/ 14 December 2006

Princess Diana’s death ‘a tragic accident’

A British police inquiry ruled on Thursday that Princess Diana was not the victim of a murder plot when she died in a tragic car accident in 1997.

Diana’s death triggered a string of conspiracy theories that British spies, or even her ex-husband, heir-to-the-throne Prince Charles, had plotted the accident because her relationship with Dodi al-Fayed was embarrassing the royal household.

”I’m satisfied that no attempt has been made to hold back information and we are confident that the allegations made are unfounded,” former police chief John Stevens said after a three-year probe into Diana’s death in a Paris road tunnel.

”On the evidence available now, there was no conspiracy to murder any of the occupants of that car. This was a tragic accident,” Stevens told reporters.

Stevens told reporters Diana was not pregnant at the time of her death and ”was not engaged and was not about to get engaged”.

Diana, Fayed and their chauffeur Henri Paul died when their limousine hit a pillar in the Paris road tunnel in August 1997.

A two-year French inquiry blamed the crash on Paul, saying he was drunk, under the influence of anti-depressants and driving too fast.

The top-level British investigation was ordered by former royal coroner Michael Burgess in January 2004 when he opened a British inquest into Diana’s death.

Stevens, who headed London’s police force, spent almost three years investigating what happened and interviewed Charles for several hours as part of his inquiry.

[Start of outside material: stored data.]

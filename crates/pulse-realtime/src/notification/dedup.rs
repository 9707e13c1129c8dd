//! Suppression of re-delivered push messages within a time window.

use std::collections::HashMap;
use std::sync::Mutex;
use std::time::Duration;

use tokio::time::Instant;

/// Entries kept before old ones are swept.
const SWEEP_THRESHOLD: usize = 256;

/// Remembers recently seen message keys.
#[derive(Debug)]
pub struct MessageDeduplicator {
    /// Window duration
    window: Duration,
    /// Last seen time per key
    last_seen: Mutex<HashMap<String, Instant>>,
}

impl MessageDeduplicator {
    /// Create a deduplicator with the given window.
    pub fn new(window_ms: u64) -> Self {
        Self {
            window: Duration::from_millis(window_ms),
            last_seen: Mutex::new(HashMap::new()),
        }
    }

    /// Returns `true` if a message with `key` should be delivered, `false`
    /// if the same key was seen inside the window.
    pub fn should_deliver(&self, key: &str) -> bool {
        let mut map = self.last_seen.lock().unwrap_or_else(|e| e.into_inner());
        let now = Instant::now();

        if let Some(last) = map.get(key) {
            if now.duration_since(*last) < self.window {
                return false;
            }
        }

        if map.len() >= SWEEP_THRESHOLD {
            let window = self.window;
            map.retain(|_, seen| now.duration_since(*seen) < window);
        }
        map.insert(key.to_string(), now);
        true
    }

    /// Number of remembered keys.
    pub fn len(&self) -> usize {
        self.last_seen.lock().unwrap_or_else(|e| e.into_inner()).len()
    }

    /// Whether no key is remembered.
    pub fn is_empty(&self) -> bool {
        self.len() == 0
    }
}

He also talked to Prince Charles’s father, the Duke of Edinburgh. Stevens said there was no evidence to link the Duke to Britain’s intelligence service MI6 as alleged by Dodi’s father, Mohamed al-Fayed.

”I very much hope that all the work we have done and the publication of this report will help to bring some closure to all who continue to mourn the deaths of Diana, Princess of Wales, Dodi al-Fayed and Henri Paul,” Stevens said in his report.

Even before the report was published, Mohamed al-Fayed had railed against its findings, calling them ”outrageous” and claiming Stevens had been blackmailed by British intelligence chiefs into ruling out foul play.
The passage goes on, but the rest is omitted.